** TASK STATEMENT **
Give back the full set of entries exactly, keeping each line intact.

[Items listed in a dataset]

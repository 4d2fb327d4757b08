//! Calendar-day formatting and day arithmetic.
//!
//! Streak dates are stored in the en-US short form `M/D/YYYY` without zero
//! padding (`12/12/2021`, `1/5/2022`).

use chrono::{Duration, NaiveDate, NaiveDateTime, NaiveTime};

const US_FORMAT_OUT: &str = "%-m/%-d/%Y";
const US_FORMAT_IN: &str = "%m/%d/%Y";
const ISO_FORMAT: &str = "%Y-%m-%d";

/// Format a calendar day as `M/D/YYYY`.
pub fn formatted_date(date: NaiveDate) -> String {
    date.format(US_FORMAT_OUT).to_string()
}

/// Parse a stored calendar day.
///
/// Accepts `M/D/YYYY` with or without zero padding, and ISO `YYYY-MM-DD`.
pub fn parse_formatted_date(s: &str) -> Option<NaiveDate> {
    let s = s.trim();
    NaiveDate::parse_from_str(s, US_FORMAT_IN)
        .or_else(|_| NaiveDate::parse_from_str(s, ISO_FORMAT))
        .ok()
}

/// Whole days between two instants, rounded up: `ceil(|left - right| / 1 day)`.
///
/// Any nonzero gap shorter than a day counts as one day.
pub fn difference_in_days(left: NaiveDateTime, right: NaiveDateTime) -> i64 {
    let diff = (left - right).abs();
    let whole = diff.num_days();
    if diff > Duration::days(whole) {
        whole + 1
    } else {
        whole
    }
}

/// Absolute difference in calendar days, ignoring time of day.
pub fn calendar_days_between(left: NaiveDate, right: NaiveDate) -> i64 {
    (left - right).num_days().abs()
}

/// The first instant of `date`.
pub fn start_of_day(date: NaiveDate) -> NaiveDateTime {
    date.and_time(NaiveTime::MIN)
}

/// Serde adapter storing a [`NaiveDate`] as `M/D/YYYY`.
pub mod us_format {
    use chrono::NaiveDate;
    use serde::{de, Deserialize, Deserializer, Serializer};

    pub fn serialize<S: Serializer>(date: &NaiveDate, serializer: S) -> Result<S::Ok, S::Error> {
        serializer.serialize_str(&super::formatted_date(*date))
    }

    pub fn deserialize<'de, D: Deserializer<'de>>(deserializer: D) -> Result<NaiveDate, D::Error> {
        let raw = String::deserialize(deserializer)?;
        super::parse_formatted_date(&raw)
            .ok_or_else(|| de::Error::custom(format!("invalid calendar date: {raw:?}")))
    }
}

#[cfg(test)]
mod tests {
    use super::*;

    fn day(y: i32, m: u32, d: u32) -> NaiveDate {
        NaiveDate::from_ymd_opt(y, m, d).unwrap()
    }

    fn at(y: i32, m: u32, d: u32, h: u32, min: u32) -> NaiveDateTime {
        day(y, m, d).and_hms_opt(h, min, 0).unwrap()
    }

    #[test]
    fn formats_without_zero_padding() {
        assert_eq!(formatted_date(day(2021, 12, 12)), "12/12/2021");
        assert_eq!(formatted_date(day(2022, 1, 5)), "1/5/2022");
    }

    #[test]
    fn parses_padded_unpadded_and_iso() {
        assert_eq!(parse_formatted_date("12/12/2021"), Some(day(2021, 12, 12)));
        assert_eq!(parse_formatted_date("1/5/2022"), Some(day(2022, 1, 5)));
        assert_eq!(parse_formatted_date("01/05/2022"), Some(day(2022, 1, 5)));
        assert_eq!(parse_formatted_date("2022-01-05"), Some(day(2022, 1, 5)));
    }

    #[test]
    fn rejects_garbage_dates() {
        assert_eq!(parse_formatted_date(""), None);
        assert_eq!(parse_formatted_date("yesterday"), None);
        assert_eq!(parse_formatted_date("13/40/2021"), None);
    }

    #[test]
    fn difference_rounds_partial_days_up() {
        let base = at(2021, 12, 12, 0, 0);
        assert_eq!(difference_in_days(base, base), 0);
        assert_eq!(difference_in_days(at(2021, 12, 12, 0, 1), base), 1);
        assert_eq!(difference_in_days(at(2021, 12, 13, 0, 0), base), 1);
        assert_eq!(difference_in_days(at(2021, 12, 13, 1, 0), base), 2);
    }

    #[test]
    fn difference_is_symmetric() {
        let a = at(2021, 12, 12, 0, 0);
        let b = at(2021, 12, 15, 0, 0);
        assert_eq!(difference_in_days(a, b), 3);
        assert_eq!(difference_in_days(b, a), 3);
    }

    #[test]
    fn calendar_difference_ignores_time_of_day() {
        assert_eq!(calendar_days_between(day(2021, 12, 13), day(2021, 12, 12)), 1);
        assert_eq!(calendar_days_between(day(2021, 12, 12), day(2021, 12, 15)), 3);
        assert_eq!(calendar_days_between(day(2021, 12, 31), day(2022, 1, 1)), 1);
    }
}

** TASK RESPONSE **
repository 4d2fb327d4757b08
//! Calendar-day formatting and day arithmetic.
//!
//! Streak dates are stored in the en-US short form `M/D/YYYY` without zero
//! padding (`12/12/2021`, `1/5/2022`).

use chrono::{Duration, NaiveDate, NaiveDateTime, NaiveTime};

const US_FORMAT_OUT: &str = "%-m/%-d/%Y";
const US_FORMAT_IN: &str = "%m/%d/%Y";
const ISO_FORMAT: &str = "%Y-%m-%d";

/// Format a calendar day as `M/D/YYYY`.
pub fn formatted_date(date: NaiveDate) -> String {
    date.format(US_FORMAT_OUT).to_string()
}

/// Parse a stored calendar day.
///
/// Accepts `M/D/YYYY` with or without zero padding, and ISO `YYYY-MM-DD`.
pub fn parse_formatted_date(s: &str) -> Option<NaiveDate> {
    let s = s.trim();
    NaiveDate::parse_from_str(s, US_FORMAT_IN)
        .or_else(|_| NaiveDate::parse_from_str(s, ISO_FORMAT))
        .ok()
}

/// Whole days between two instants, rounded up: `ceil(|left - right| / 1 day)`.
///
/// Any nonzero gap shorter than a day counts as one day.
pub fn difference_in_days(left: NaiveDateTime, right: NaiveDateTime) -> i64 {
    let diff = (left - right).abs();
    let whole = diff.num_days();
    if diff > Duration::days(whole) {
        whole + 1
    } else {
        whole
    }
}

/// Absolute difference in calendar days, ignoring time of day.
pub fn calendar_days_between(left: NaiveDate, right: NaiveDate) -> i64 {
    (left - right).num_days().abs()
}

/// The first instant of `date`.
pub fn start_of_day(date: NaiveDate) -> NaiveDateTime {
    date.and_time(NaiveTime::MIN)
}

/// Serde adapter storing a [`NaiveDate`] as `M/D/YYYY`.
pub mod us_format {
    use chrono::NaiveDate;
    use serde::{de, Deserialize, Deserializer, Serializer};

    pub fn serialize<S: Serializer>(date: &NaiveDate, serializer: S) -> Result<S::Ok, S::Error> {
        serializer.serialize_str(&super::formatted_date(*date))
    }

    pub fn deserialize<'de, D: Deserializer<'de>>(deserializer: D) -> Result<NaiveDate, D::Error> {
        let raw = String::deserialize(deserializer)?;
        super::parse_formatted_date(&raw)
            .ok_or_else(|| de::Error::custom(format!("invalid calendar date: {raw:?}")))
    }
}

#[cfg(test)]
mod tests {
    use super::*;

    fn day(y: i32, m: u32, d: u32) -> NaiveDate {
        NaiveDate::from_ymd_opt(y, m, d).unwrap()
    }

    fn at(y: i32, m: u32, d: u32, h: u32, min: u32) -> NaiveDateTime {
        day(y, m, d).and_hms_opt(h, min, 0).unwrap()
    }

    #[test]
    fn formats_without_zero_padding() {
        assert_eq!(formatted_date(day(2021, 12, 12)), "12/12/2021");
        assert_eq!(formatted_date(day(2022, 1, 5)), "1/5/2022");
    }

    #[test]
    fn parses_padded_unpadded_and_iso() {
        assert_eq!(parse_formatted_date("12/12/2021"), Some(day(2021, 12, 12)));
        assert_eq!(parse_formatted_date("1/5/2022"), Some(day(2022, 1, 5)));
        assert_eq!(parse_formatted_date("01/05/2022"), Some(day(2022, 1, 5)));
        assert_eq!(parse_formatted_date("2022-01-05"), Some(day(2022, 1, 5)));
    }

    #[test]
    fn rejects_garbage_dates() {
        assert_eq!(parse_formatted_date(""), None);
        assert_eq!(parse_formatted_date("yesterday"), None);
        assert_eq!(parse_formatted_date("13/40/2021"), None);
    }

    #[test]
    fn difference_rounds_partial_days_up() {
        let base = at(2021, 12, 12, 0, 0);
        assert_eq!(difference_in_days(base, base), 0);
        assert_eq!(difference_in_days(at(2021, 12, 12, 0, 1), base), 1);
        assert_eq!(difference_in_days(at(2021, 12, 13, 0, 0), base), 1);
        assert_eq!(difference_in_days(at(2021, 12, 13, 1, 0), base), 2);
    }

    #[test]
    fn difference_is_symmetric() {
        let a = at(2021, 12, 12, 0, 0);
        let b = at(2021, 12, 15, 0, 0);
        assert_eq!(difference_in_days(a, b), 3);
        assert_eq!(difference_in_days(b, a), 3);
    }

    #[test]
    fn calendar_difference_ignores_time_of_day() {
        assert_eq!(calendar_days_between(day(2021, 12, 13), day(2021, 12, 12)), 1);
        assert_eq!(calendar_days_between(day(2021, 12, 12), day(2021, 12, 15)), 3);
        assert_eq!(calendar_days_between(day(2021, 12, 31), day(2022, 1, 1)), 1);
    }
}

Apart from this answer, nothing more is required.